▶ TASK DESCRIPTION
Whenever a line below holds the word "stored", copy that line.
** EXCERPTED RECORDS follows **
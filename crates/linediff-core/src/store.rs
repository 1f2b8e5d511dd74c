//! Preference storage behind an injected key-value interface
//!
//! The engine itself is stateless. Front ends that want to remember the
//! comparison toggles between sessions go through [`Preferences`], which only
//! needs something implementing [`KeyValueStore`].

use crate::diff::{Algorithm, DiffEngine, DiffOptions};
use std::collections::HashMap;
use thiserror::Error;
use tracing::debug;

pub const IGNORE_CASE_KEY: &str = "linediff.ignore_case";
pub const IGNORE_WHITESPACE_KEY: &str = "linediff.ignore_whitespace";
pub const ALGORITHM_KEY: &str = "linediff.algorithm";

#[derive(Error, Debug)]
pub enum StoreError {
    #[error("Store I/O failed: {0}")]
    Io(#[from] std::io::Error),
    #[error("Store backend error: {0}")]
    Backend(String),
    #[error("Invalid value for {key}: '{value}'")]
    InvalidValue { key: String, value: String },
}

/// Minimal string key-value storage
pub trait KeyValueStore {
    fn get(&self, key: &str) -> Result<Option<String>, StoreError>;
    fn set(&mut self, key: &str, value: &str) -> Result<(), StoreError>;
}

impl<S: KeyValueStore + ?Sized> KeyValueStore for &mut S {
    fn get(&self, key: &str) -> Result<Option<String>, StoreError> {
        (**self).get(key)
    }

    fn set(&mut self, key: &str, value: &str) -> Result<(), StoreError> {
        (**self).set(key, value)
    }
}

/// In-memory store
#[derive(Debug, Clone, Default)]
pub struct MemoryStore {
    entries: HashMap<String, String>,
}

impl MemoryStore {
    pub fn new() -> Self {
        Self::default()
    }

    pub fn len(&self) -> usize {
        self.entries.len()
    }

    pub fn is_empty(&self) -> bool {
        self.entries.is_empty()
    }
}

impl KeyValueStore for MemoryStore {
    fn get(&self, key: &str) -> Result<Option<String>, StoreError> {
        Ok(self.entries.get(key).cloned())
    }

    fn set(&mut self, key: &str, value: &str) -> Result<(), StoreError> {
        self.entries.insert(key.to_string(), value.to_string());
        Ok(())
    }
}

/// Everything needed to reproduce a comparison
#[derive(Debug, Clone, Copy, PartialEq, Eq, Default)]
pub struct DiffSettings {
    pub options: DiffOptions,
    pub algorithm: Algorithm,
}

impl DiffSettings {
    pub fn engine(&self) -> DiffEngine {
        DiffEngine::new()
            .with_options(self.options)
            .with_algorithm(self.algorithm)
    }
}

/// Typed access to stored diff settings
pub struct Preferences<S> {
    store: S,
}

impl<S: KeyValueStore> Preferences<S> {
    pub fn new(store: S) -> Self {
        Self { store }
    }

    pub fn into_inner(self) -> S {
        self.store
    }

    pub fn ignore_case(&self) -> Result<Option<bool>, StoreError> {
        self.read_bool(IGNORE_CASE_KEY)
    }

    pub fn ignore_whitespace(&self) -> Result<Option<bool>, StoreError> {
        self.read_bool(IGNORE_WHITESPACE_KEY)
    }

    pub fn algorithm(&self) -> Result<Option<Algorithm>, StoreError> {
        match self.store.get(ALGORITHM_KEY)? {
            Some(value) => value
                .parse()
                .map(Some)
                .map_err(|_| invalid(ALGORITHM_KEY, &value)),
            None => Ok(None),
        }
    }

    /// Overlay stored values on `base`. Keys that were never stored keep the base value.
    pub fn apply(&self, base: DiffSettings) -> Result<DiffSettings, StoreError> {
        let mut settings = base;
        if let Some(v) = self.ignore_case()? {
            settings.options.ignore_case = v;
        }
        if let Some(v) = self.ignore_whitespace()? {
            settings.options.ignore_whitespace = v;
        }
        if let Some(v) = self.algorithm()? {
            settings.algorithm = v;
        }
        Ok(settings)
    }

    pub fn save(&mut self, settings: DiffSettings) -> Result<(), StoreError> {
        self.store
            .set(IGNORE_CASE_KEY, bool_str(settings.options.ignore_case))?;
        self.store.set(
            IGNORE_WHITESPACE_KEY,
            bool_str(settings.options.ignore_whitespace),
        )?;
        self.store.set(ALGORITHM_KEY, settings.algorithm.as_str())?;
        debug!(?settings, "saved diff preferences");
        Ok(())
    }

    fn read_bool(&self, key: &str) -> Result<Option<bool>, StoreError> {
        match self.store.get(key)?.as_deref() {
            Some("true") => Ok(Some(true)),
            Some("false") => Ok(Some(false)),
            Some(other) => Err(invalid(key, other)),
            None => Ok(None),
        }
    }
}

fn bool_str(value: bool) -> &'static str {
    if value {
        "true"
    } else {
        "false"
    }
}

fn invalid(key: &str, value: &str) -> StoreError {
    StoreError::InvalidValue {
        key: key.to_string(),
        value: value.to_string(),
    }
}

#[cfg(test)]
mod tests {
    use super::*;
    use pretty_assertions::assert_eq;

    #[test]
    fn test_missing_keys_keep_base() {
        let prefs = Preferences::new(MemoryStore::new());
        let base = DiffSettings {
            options: DiffOptions {
                ignore_case: true,
                ignore_whitespace: false,
            },
            algorithm: Algorithm::Lcs,
        };
        assert_eq!(prefs.apply(base).unwrap(), base);
    }

    #[test]
    fn test_save_then_apply() {
        let mut store = MemoryStore::new();
        let saved = DiffSettings {
            options: DiffOptions {
                ignore_case: false,
                ignore_whitespace: true,
            },
            algorithm: Algorithm::Lcs,
        };
        Preferences::new(&mut store).save(saved).unwrap();
        assert_eq!(store.len(), 3);
        assert_eq!(
            store.get(ALGORITHM_KEY).unwrap().as_deref(),
            Some("lcs")
        );

        let prefs = Preferences::new(store);
        assert_eq!(prefs.apply(DiffSettings::default()).unwrap(), saved);
    }

    #[test]
    fn test_partial_overlay() {
        let mut store = MemoryStore::new();
        store.set(IGNORE_WHITESPACE_KEY, "true").unwrap();
        let prefs = Preferences::new(store);

        let settings = prefs.apply(DiffSettings::default()).unwrap();
        assert!(settings.options.ignore_whitespace);
        assert!(!settings.options.ignore_case);
        assert_eq!(settings.algorithm, Algorithm::Greedy);
    }

    #[test]
    fn test_invalid_values_are_errors() {
        let mut store = MemoryStore::new();
        store.set(IGNORE_CASE_KEY, "yes").unwrap();
        store.set(ALGORITHM_KEY, "patience").unwrap();
        let prefs = Preferences::new(store);

        assert!(matches!(
            prefs.ignore_case(),
            Err(StoreError::InvalidValue { ref value, .. }) if value == "yes"
        ));
        assert!(prefs.algorithm().is_err());
        assert!(prefs.apply(DiffSettings::default()).is_err());
    }

    #[test]
    fn test_settings_engine() {
        let settings = DiffSettings {
            options: DiffOptions {
                ignore_case: true,
                ignore_whitespace: false,
            },
            algorithm: Algorithm::Lcs,
        };
        let engine = settings.engine();
        assert_eq!(engine.options(), settings.options);
        assert_eq!(engine.algorithm(), Algorithm::Lcs);
    }
}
** End of EXCERPTED RECORDS **
▶ EXPECTED OUTPUT
/// Typed access to stored diff settings
    /// Overlay stored values on `base`. Keys that were never stored keep the base value.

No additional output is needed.